Valerie | 15 May 2009, 12:30


Feargal Sharkey (right) and Andy Burnham at the Knotty Ash Youth Centre, Liverpool
(Image reproduced by kind permission from the  Liverpool Daily Post)

In recognition of the economic and social power of the UK’s burgeoning creative industries – a subject which c&binet regularly explores on this blog – the Government announced plans this week to create between five and ten thousand new jobs for young people in the culture and creative industries sectors, highlighting the significant role they play in achieving economic recovery and future prosperity.

‘Lifting People Lifting Places’ outlines the Government‘s priorities for the Department for Media, Culture & Sport (DCMS), its partners across the cultural and sports world and in local government for the new economy to demonstrate the positive contribution that creative sectors can make in difficult times to people’s lives and the places in which they live.

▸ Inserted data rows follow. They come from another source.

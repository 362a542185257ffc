use thiserror::Error;

/// Every failure a session can hit. All of them are fatal to the session.
#[derive(Debug, Error)]
pub enum ChannelError {
    #[error("malformed handshake input: {0}")]
    MalformedHandshakeInput(String),

    #[error("malformed record: length prefix {length} is shorter than the 16-byte tag")]
    MalformedRecord { length: u32 },

    #[error("record length {length} exceeds the configured maximum of {max} bytes")]
    RecordTooLarge { length: u32, max: u32 },

    #[error("payload of {0} bytes does not fit in a single record")]
    PayloadTooLarge(usize),

    #[error("stream ended while reading {0}")]
    TruncatedRecord(&'static str),

    #[error("record authentication failed")]
    AuthenticationFailure,

    #[error("{0} nonce sequence exhausted")]
    NonceExhausted(&'static str),

    #[error("protocol violation: {0}")]
    ProtocolViolation(String),

    #[error("invalid field parameters: {0}")]
    InvalidParameters(String),

    #[error("value needs {needed} bytes but the fixed width is {width}")]
    ValueTooWide { needed: usize, width: usize },

    #[error("i/o failure: {0}")]
    IoFailure(#[from] std::io::Error),
}

pub type Result<T> = std::result::Result<T, ChannelError>;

Outlining the Government’s vision for how culture, media and sport can play a part in helping the economy recover, Andy Burnham said:

“Rather than sitting on the fringes, culture, sport and the creative industries are part of the core script for recovery and future prosperity…

“As a decade of record investment has helped our cultural and sporting institutions to be the best they can be – better placed not just to help solve the problems of the downturn, but to make a more significant contribution to the new economy that emerges, providing more jobs and generating more income.”

Under the plans laid out by Work and Pensions Secretary James Purnell and Culture Secretary Andy Burnham, local councils, third sector groups, arts organisations and creative industry bodies will be able to bid for Government funding for new, innovative jobs as part of the £1.1bn Future Jobs Fund announced in the Budget last month.

UK Music has already has been working with the Government to explore how the creative industries can help get young people into work and they plan to develop a pathfinder project, working with Jobcentre Plus to offer up to 200 jobs to young unemployed people around this summer’s music festivals.

Alongside this and following the recent announcement from communities secretary Hazel Blears and Andy Burnham of a £3m fund to breathe new life into local communities through the use of vacant shops by musicians and other creative industries, the music industry and Government also this week launched UK Music’s new rehearsal rooms at the Knotty Ash Youth Centre in Liverpool. Aspiring musicians and bands will benefit from the first professionally equipped, Government funded music rehearsal space, with five other spaces due to opened in the coming months, in Bristol, Washington, Hastings, St Austell and rural Norfolk.

These initiatives mark the first time the Government and the cultural sectors have come together in a joint effort to ensure that this generation of young people looking for work opportunities are supported via a full programme of support which includes jobs, mentoring and skills development.

By investing now – in cultural, creative and sports-related jobs and training for young people, in regeneration projects for our communities, and in new cultural and sporting opportunities for everyone – the Government is nurturing creative talent and resources for the new economy that will emerge in a highly connected, fully digital world.